Task goal: The material below contains a line with "pub struct MarkBalanceInvariant;" and a line with "initialize_tracing();". Copy exactly those two lines and all lines between them.
>>
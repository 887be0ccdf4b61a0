//! Mark balance: X opens, so X has as many marks as O or one more.

use super::super::{Board, Player};
use super::Invariant;
use tracing::warn;

/// Invariant: `count(X) - count(O)` is 0 or 1.
pub struct MarkBalanceInvariant;

impl Invariant<Board> for MarkBalanceInvariant {
    fn holds(board: &Board) -> bool {
        let x_count = board.count(Player::X);
        let o_count = board.count(Player::O);

        let valid = x_count == o_count || x_count == o_count + 1;
        if !valid {
            warn!(x_count, o_count, "Mark balance violated");
        }
        valid
    }

    fn description() -> &'static str {
        "X has the same number of marks as O, or one more"
    }
}
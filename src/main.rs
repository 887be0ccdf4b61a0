//! Unbeatable - command-line entry point.

#![warn(missing_docs)]

mod cli;

use anyhow::{Context, Result};
use clap::Parser;
use cli::{Cli, Command};
use std::io;
use std::path::Path;
use tracing::{info, instrument};
use tracing_subscriber::{EnvFilter, layer::SubscriberExt, util::SubscriberInitExt};
use unbeatable::{Console, PlayConfig, analyze, selfplay};
use unbeatable_tictactoe::{Board, Player};

fn main() -> Result<()> {
    // Load .env file
    dotenvy::dotenv().ok();

    initialize_tracing();

    let cli = Cli::parse();

    match cli.command {
        Command::Play {
            config,
            human,
            delay_ms,
            show_search,
        } => run_play(&config, human, delay_ms, show_search),
        Command::BestMove {
            board,
            to_move,
            json,
        } => run_best_move(&board, to_move, json),
        Command::Selfplay => run_selfplay(),
    }
}

/// Logs go to stderr so they never interleave with the board on stdout.
fn initialize_tracing() {
    tracing_subscriber::registry()
        .with(EnvFilter::try_from_default_env().unwrap_or_else(|_| "warn".into()))
        .with(tracing_subscriber::fmt::layer().with_writer(io::stderr))
        .init();
}

/// Run an interactive game on stdin/stdout
#[instrument(skip_all, fields(config_path = %config_path.display()))]
fn run_play(
    config_path: &Path,
    human: Option<Player>,
    delay_ms: Option<u64>,
    show_search: bool,
) -> Result<()> {
    let mut config = PlayConfig::load_or_default(config_path)
        .with_context(|| format!("Loading {}", config_path.display()))?;

    // Command-line flags win over the file
    if let Some(mark) = human {
        config = config.with_human_mark(mark);
    }
    if let Some(delay) = delay_ms {
        config = config.with_thinking_delay_ms(delay);
    }
    if show_search {
        config = config.with_show_search(true);
    }
    info!(?config, "Starting game");

    let stdin = io::stdin().lock();
    let stdout = io::stdout().lock();
    let tally = Console::new(stdin, stdout, config).run()?;
    info!(games = tally.games(), "Session ended");
    Ok(())
}

/// Print the engine's move for a given position
#[instrument(skip(board), fields(board = %board.compact()))]
fn run_best_move(board: &Board, to_move: Option<Player>, json: bool) -> Result<()> {
    let analysis = analyze(board, to_move)?;
    if json {
        println!("{}", serde_json::to_string_pretty(&analysis)?);
    } else {
        println!("{}\n\n{}", board, analysis);
    }
    Ok(())
}

/// Engine against itself
fn run_selfplay() -> Result<()> {
    let mut stdout = io::stdout().lock();
    selfplay(&mut stdout)?;
    Ok(())
}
<<
Completed exercise:
pub struct MarkBalanceInvariant;

impl Invariant<Board> for MarkBalanceInvariant {
    fn holds(board: &Board) -> bool {
        let x_count = board.count(Player::X);
        let o_count = board.count(Player::O);

        let valid = x_count == o_count || x_count == o_count + 1;
        if !valid {
            warn!(x_count, o_count, "Mark balance violated");
        }
        valid
    }

    fn description() -> &'static str {
        "X has the same number of marks as O, or one more"
    }
}
filename src/main.rs
repository 887be0ccdf4b61a0
//! Unbeatable - command-line entry point.

#![warn(missing_docs)]

mod cli;

use anyhow::{Context, Result};
use clap::Parser;
use cli::{Cli, Command};
use std::io;
use std::path::Path;
use tracing::{info, instrument};
use tracing_subscriber::{EnvFilter, layer::SubscriberExt, util::SubscriberInitExt};
use unbeatable::{Console, PlayConfig, analyze, selfplay};
use unbeatable_tictactoe::{Board, Player};

fn main() -> Result<()> {
    // Load .env file
    dotenvy::dotenv().ok();

    initialize_tracing();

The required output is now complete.